Farm advice: Being in the right mindset

By: Leo Pekar, DairyNZ consulting officer

Our mindset is heavily influenced by what stress we are facing in our work or personal life. Taking a step back and looking at the big picture often puts things in perspective.


At first glance, how did you interpret the above? Did you see it as ‘happiness is nowhere!’ or ‘happiness is now here!’?


Neither is right or wrong, but how you answered may depend partly on your mindset. As many of you know, this is heavily influenced by what stress we are facing in our work or personal life. Although, our beliefs and genetics do also play a part.

There’s no denying dairy farmers have a lot on their plate at the moment, between meeting tightening environmental limits, consumer expectations, and competition from animal protein alternatives. And that’s just to name a few. But it’s important to remember that with these challenges also come opportunities.
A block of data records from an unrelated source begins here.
impl Application for WebpBatch {
    type Message = Message;
    type Theme = Theme;
    type Executor = executor::Default;
    type Flags = AppConfig;

    fn new(config: AppConfig) -> (Self, Command<Message>) {
        let app = Self {
            quality: config.quality,
            max_dimension: config.max_dimension,
            max_dimension_input: config.max_dimension.to_string(),
            config,
            converter: BatchConverter::new(),
            compressor: Arc::new(WebpCompressor::new()),
            status_message: String::new(),
            last_saved: None,
        };
        (app, Command::none())
    }

    fn title(&self) -> String {
        String::from("WebP Batch Converter")
    }

    fn update(&mut self, message: Message) -> Command<Message> {
        match message {
            Message::SelectFiles => {
                return Command::perform(select_files(), Message::PathsChosen);
            }
            Message::SelectFolder => {
                return Command::perform(select_folder(), Message::PathsChosen);
            }
            Message::PathsChosen(paths) => {
                if !paths.is_empty() {
                    return Command::perform(
                        source::load_sources(paths, self.config.recurse_folders),
                        Message::SourcesLoaded,
                    );
                }
            }
            Message::SourcesLoaded(sources) => {
                let jobs = self.converter.add_files(sources, self.settings());
                self.refresh_status();
                return self.dispatch(jobs);
            }
            Message::QualityChanged(quality) => {
                self.quality = quality;
            }
            Message::MaxDimensionChanged(value) => {
                if let Some(dimension) = parse_dimension(&value) {
                    self.max_dimension = dimension;
                }
                self.max_dimension_input = value;
            }
            Message::ItemConverted(outcome) => {
                let jobs = self.converter.apply(outcome, self.settings());
                self.refresh_status();
                return self.dispatch(jobs);
            }
            Message::Reconvert => {
                if self.converter.registry().is_batch_settled() {
                    let jobs = self.converter.reconvert(self.settings());
                    self.refresh_status();
                    return self.dispatch(jobs);
                }
            }
            Message::DownloadItem(id) => {
                if let Some(file) = self.converter.converted(id) {
                    return Command::perform(save_item(file), Message::ItemSaved);
                }
            }
            Message::ItemSaved(result) => {
                self.record_save(result);
            }
            Message::ArchiveSaved(result) => {
                self.converter.finish_archive();
                self.record_save(result);
            }
            Message::DownloadAll => {
                if let Some(entries) = self.converter.begin_archive() {
                    return Command::perform(save_all(entries), Message::ArchiveSaved);
                }
            }
            Message::OpenOutputFolder => {
                if let Some(folder) = self.last_saved.as_deref().and_then(Path::parent) {
                    if let Err(e) = open::that(folder) {
                        log::warn!("Could not open {}: {}", folder.display(), e);
                    }
                }
            }
            Message::ClearAll => {
                self.converter.clear();
                self.refresh_status();
            }
        }
        Command::none()
    }

    fn subscription(&self) -> Subscription<Message> {
        iced::subscription::events_with(|event, _status| match event {
            Event::Window(iced::window::Event::FileDropped(path)) => {
                Some(Message::PathsChosen(vec![path]))
            }
            _ => None,
        })
    }

    fn view(&self) -> Element<Message> {
        let registry = self.converter.registry();

        let header = column![
            text("WebP Batch Converter").size(24).font(HEADING_FONT),
            text("Convert many images to WebP at once.")
                .size(13)
                .style(MUTED_COLOR),
        ]
        .spacing(4);

        let pickers = row![
            button("Select Files")
                .on_press(Message::SelectFiles)
                .padding([6, 12]),
            button("Select Folder")
                .on_press(Message::SelectFolder)
                .padding([6, 12]),
        ]
        .spacing(8);

        if registry.is_empty() {
            let drop_zone = container(
                column![
                    text("Drop images here").size(20).font(HEADING_FONT),
                    text("or").size(13).style(MUTED_COLOR),
                    pickers,
                ]
                .spacing(12)
                .align_items(iced::Alignment::Center),
            )
            .width(Length::Fill)
            .padding(48)
            .center_x()
            .style(iced::theme::Container::Box);

            return container(column![header, Space::with_height(24), drop_zone].padding(16))
                .width(Length::Fill)
                .height(Length::Fill)
                .into();
        }

        let settings = row![
            column![
                text("Quality").size(16).font(HEADING_FONT),
                row![
                    slider(1..=100, self.quality, Message::QualityChanged).width(Length::Fill),
                    text(self.quality.to_string()).size(14).width(36),
                ]
                .spacing(8)
                .align_items(iced::Alignment::Center),
            ]
            .spacing(6)
            .width(Length::FillPortion(1)),
            column![
                text("Max dimension").size(16).font(HEADING_FONT),
                row![
                    text_input("1920", &self.max_dimension_input)
                        .on_input(Message::MaxDimensionChanged)
                        .width(Length::Fixed(100.0))
                        .padding(4)
                        .size(13),
                    text("px").size(13),
                ]
                .spacing(6)
                .align_items(iced::Alignment::Center),
            ]
            .spacing(6)
            .width(Length::FillPortion(1)),
        ]
        .spacing(24);

        let items: Vec<Element<Message>> = registry
            .items()
            .iter()
            .map(|item| self.item_row(item))
            .collect();
        let list = container(scrollable(column(items).spacing(6)).height(Length::Fill))
            .style(iced::theme::Container::Box)
            .padding(8)
            .height(Length::Fill);

        let reconvert = button("Reconvert with current settings").padding([8, 16]);
        let reconvert = if registry.is_batch_settled() {
            reconvert.on_press(Message::Reconvert)
        } else {
            reconvert
        };

        let download_all = if self.converter.is_archiving() {
            button("Zipping...").padding([8, 16])
        } else if registry.has_any_done() {
            button("Download all as ZIP")
                .on_press(Message::DownloadAll)
                .padding([8, 16])
        } else {
            button("Download all as ZIP").padding([8, 16])
        };

        let open_output = button("Open Output").padding([8, 16]);
        let open_output = if self.last_saved.is_some() {
            open_output.on_press(Message::OpenOutputFolder)
        } else {
            open_output
        };

        let actions = row![
            reconvert,
            download_all,
            button("Clear all")
                .on_press(Message::ClearAll)
                .padding([8, 16]),
            open_output,
        ]
        .spacing(8);

        let progress_section = match self.converter.progress() {
            Some((settled, total)) => column![
                progress_bar(0.0..=total as f32, settled as f32).height(Length::Fixed(6.0)),
                text(&self.status_message).size(12),
            ]
            .spacing(4),
            None => column![text(&self.status_message).size(12)],
        };

        let content = column![
            header,
            Space::with_height(12),
            pickers,
            Space::with_height(12),
            settings,
            Space::with_height(12),
            list,
            Space::with_height(12),
            actions,
            Space::with_height(8),
            progress_section,
        ]
        .padding(16);

        container(content)
            .width(Length::Fill)
            .height(Length::Fill)
            .into()
    }

    fn theme(&self) -> Theme {
        Theme::Dark
    }
}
As Resilient Farmer author Doug Avery says, "Your attitude determines your altitude." I couldn’t agree more. Although, I appreciate this is often easier said than done and it’s something I have to make a conscious effort with at times.
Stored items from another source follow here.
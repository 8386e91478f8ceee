// config.rs - TOML settings with defaults and an env override

use crate::error::ConfigError;
use serde::Deserialize;
use std::fs;
use std::io;
use std::path::{Path, PathBuf};

/// Environment variable that points at an explicit config file.
pub const CONFIG_ENV: &str = "WEBP_BATCH_CONFIG";

#[derive(Debug, Clone, PartialEq, Deserialize)]
#[serde(default)]
pub struct AppConfig {
    /// Initial quality slider value, 1-100.
    pub quality: u8,
    /// Initial longest-side limit in pixels.
    pub max_dimension: u32,
    /// Output size the compressor tries to stay under.
    pub max_size_mb: f64,
    /// Walk sub-directories when a folder is selected or dropped.
    pub recurse_folders: bool,
}

impl Default for AppConfig {
    fn default() -> Self {
        Self {
            quality: 80,
            max_dimension: 1920,
            max_size_mb: 2.0,
            recurse_folders: true,
        }
    }
}

impl AppConfig {
    /// Loads the user config, falling back to defaults on any problem.
    pub fn load() -> Self {
        let Some(path) = Self::config_path() else {
            log::debug!("No config directory available, using defaults");
            return Self::default();
        };

        match Self::load_from(&path) {
            Ok(Some(config)) => {
                log::info!("Loaded config from {}", path.display());
                config
            }
            Ok(None) => Self::default(),
            Err(e) => {
                log::warn!("{}; using defaults", e);
                Self::default()
            }
        }
    }

    pub fn config_path() -> Option<PathBuf> {
        if let Some(path) = std::env::var_os(CONFIG_ENV) {
            return Some(PathBuf::from(path));
        }
        dirs::config_dir().map(|dir| dir.join("webp-batch").join("config.toml"))
    }

    /// Returns `Ok(None)` when the file does not exist.
    pub fn load_from(path: &Path) -> Result<Option<Self>, ConfigError> {
        let contents = match fs::read_to_string(path) {
            Ok(contents) => contents,
            Err(e) if e.kind() == io::ErrorKind::NotFound => return Ok(None),
            Err(source) => {
                return Err(ConfigError::Io {
                    path: path.to_path_buf(),
                    source,
                })
            }
        };
        Self::parse(&contents).map(Some)
    }

    pub fn parse(contents: &str) -> Result<Self, ConfigError> {
        let config: AppConfig = toml::from_str(contents)?;
        Ok(config.sanitized())
    }

    pub fn sanitized(mut self) -> Self {
        self.quality = self.quality.clamp(1, 100);
        self.max_dimension = self.max_dimension.max(1);
        if !self.max_size_mb.is_finite() || self.max_size_mb <= 0.0 {
            self.max_size_mb = Self::default().max_size_mb;
        }
        self
    }

    pub fn max_size_bytes(&self) -> u64 {
        (self.max_size_mb * 1024.0 * 1024.0) as u64
    }
}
I find taking a step back and looking at the big picture often puts things in perspective. Suddenly, a road block often becomes just a small hurdle and criticism fades into background noise.

Threats or opportunities? 

Let’s take animal protein alternatives for example. You could view this as a threat, or you could see this as an opportunity for the sector to add value. The demand for milk alternatives and synthetic meats shows that consumers are expecting more from food producers. They want to know that the food they eat is produced ethically, humanely, and sustainably.

I think that’s great and something that should drive us to constantly do better. It’s undeniable that consumer habits are changing, as people in cities are less connected with what it takes to grow food. And that’s not going to change.

This change is reflected by farmers who have hosted overseas farmers and consumers, or food company audits. Most host farmers must meet certification requirements around workplace practices, labour conditions, animal welfare records, and environmental footprint.

This certification is not only a great opportunity for farmers to add value to their business but also to strive every day on farm by making small changes to the way you do things, whether it’s protecting waterways or focusing on taking the best care of your staff and cows.

There’s no denying it’s a challenging time to be a dairy farmer, but I believe it’s also an exciting one. There’s an opportunity for this generation to make history in revolutionising the way we farm.

I think that’s something for us all to be proud of and hopefully in 20, 30, or even 40 years’ time, to be able to say I was a part of that change. That’s something that keeps me going when times are tough, knowing we’re making a difference. All we can do is take it one day at a time.